- _Work to complete_
Each line of the data below containing "stream" needs to be listed.

- _Task inputs_
┌──

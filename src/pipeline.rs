use std::collections::BTreeMap;

use futures_util::stream::{self, StreamExt};
use sqlx::SqlitePool;
use tracing::{debug, error, info, warn};

use crate::config::Config;
use crate::db::models::count_by_competition;
use crate::db::{ensure_schema, MatchWriter, SchemaMode};
use crate::fetcher::MatchSource;
use crate::report::{CompetitionOutcome, CompetitionReport, NoDataReason, RunReport};
use crate::types::{normalize, Competition, NormalizedRow};

/// Runs fetch → normalize → write for each configured competition.
pub struct Pipeline<S> {
    source: S,
    writer: MatchWriter,
    pool: SqlitePool,
    schema_mode: SchemaMode,
    competitions: Vec<Competition>,
    concurrency: usize,
}

impl<S: MatchSource> Pipeline<S> {
    pub fn new(cfg: &Config, source: S, pool: SqlitePool) -> Self {
        Self {
            source,
            writer: MatchWriter::new(pool.clone(), cfg.schema_mode),
            pool,
            schema_mode: cfg.schema_mode,
            competitions: cfg.competitions.clone(),
            concurrency: cfg.concurrency.max(1),
        }
    }

    /// One full run. Never fails as a whole: schema and per-competition errors
    /// are logged and folded into the report.
    pub async fn run_all(&self) -> RunReport {
        let schema_ready = match ensure_schema(&self.pool, self.schema_mode).await {
            Ok(()) => true,
            Err(e) => {
                error!("Schema setup failed, inserts will likely fail: {e}");
                false
            }
        };

        // `buffered` yields in input order, so the report follows declaration order.
        let competitions: Vec<CompetitionReport> = stream::iter(self.competitions.iter().copied())
            .map(|competition| self.process_competition(competition))
            .buffered(self.concurrency)
            .collect()
            .await;

        let report = RunReport { schema_ready, competitions };
        self.log_summary(&report).await;
        report
    }

    pub async fn process_competition(&self, competition: Competition) -> CompetitionReport {
        info!(competition = competition.code(), "Processing {}", competition.name());

        let outcome = match self.source.fetch(competition).await {
            Err(e) if e.is_no_data() => {
                warn!(competition = competition.code(), "No data available for {}: {e}", competition.name());
                CompetitionOutcome::NoData(NoDataReason::Unavailable(e.to_string()))
            }
            Err(e) => {
                error!(competition = competition.code(), "Unusable response for {}: {e}", competition.name());
                CompetitionOutcome::FetchFailed(e.to_string())
            }
            Ok(raw) if raw.is_empty() => {
                info!(competition = competition.code(), "No matches returned for {}", competition.name());
                CompetitionOutcome::NoData(NoDataReason::Empty)
            }
            Ok(raw) => {
                let rows: Vec<NormalizedRow> = raw.iter().map(|m| normalize(m, competition)).collect();
                log_status_breakdown(competition, &rows);

                match self.writer.write(&rows, competition.name()).await {
                    Ok(written) => CompetitionOutcome::Written { rows: written },
                    Err(e) => {
                        error!(competition = competition.code(), "Failed to save {}: {e}", competition.name());
                        CompetitionOutcome::WriteFailed(e.to_string())
                    }
                }
            }
        };

        CompetitionReport { competition, outcome }
    }

    async fn log_summary(&self, report: &RunReport) {
        for c in &report.competitions {
            info!(competition = c.competition.code(), "{}: {}", c.competition.name(), c.outcome);
        }

        match count_by_competition(&self.pool).await {
            Ok(counts) => {
                for c in counts {
                    debug!(competition = %c.competition, rows = c.matches, "Stored rows");
                }
            }
            Err(e) => warn!("Could not read back stored row counts: {e}"),
        }

        info!(
            status = %report.status(),
            rows = report.rows_written(),
            schema_ready = report.schema_ready,
            "Run finished: {} ({} rows written)",
            report.status(),
            report.rows_written(),
        );
    }
}

/// Match count per status, e.g. FINISHED=280 TIMED=100.
pub fn status_breakdown(rows: &[NormalizedRow]) -> BTreeMap<&str, usize> {
    let mut counts = BTreeMap::new();
    for row in rows {
        *counts.entry(row.status.as_str()).or_insert(0) += 1;
    }
    counts
}

fn log_status_breakdown(competition: Competition, rows: &[NormalizedRow]) {
    let breakdown = status_breakdown(rows)
        .iter()
        .map(|(status, n)| format!("{status}={n}"))
        .collect::<Vec<_>>()
        .join(" ");
    info!(
        competition = competition.code(),
        matches = rows.len(),
        "{}: {} matches | {}",
        competition.name(),
        rows.len(),
        breakdown,
    );
}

└──

- _Solved exercise_
use futures_util::stream::{self, StreamExt};
        let competitions: Vec<CompetitionReport> = stream::iter(self.competitions.iter().copied())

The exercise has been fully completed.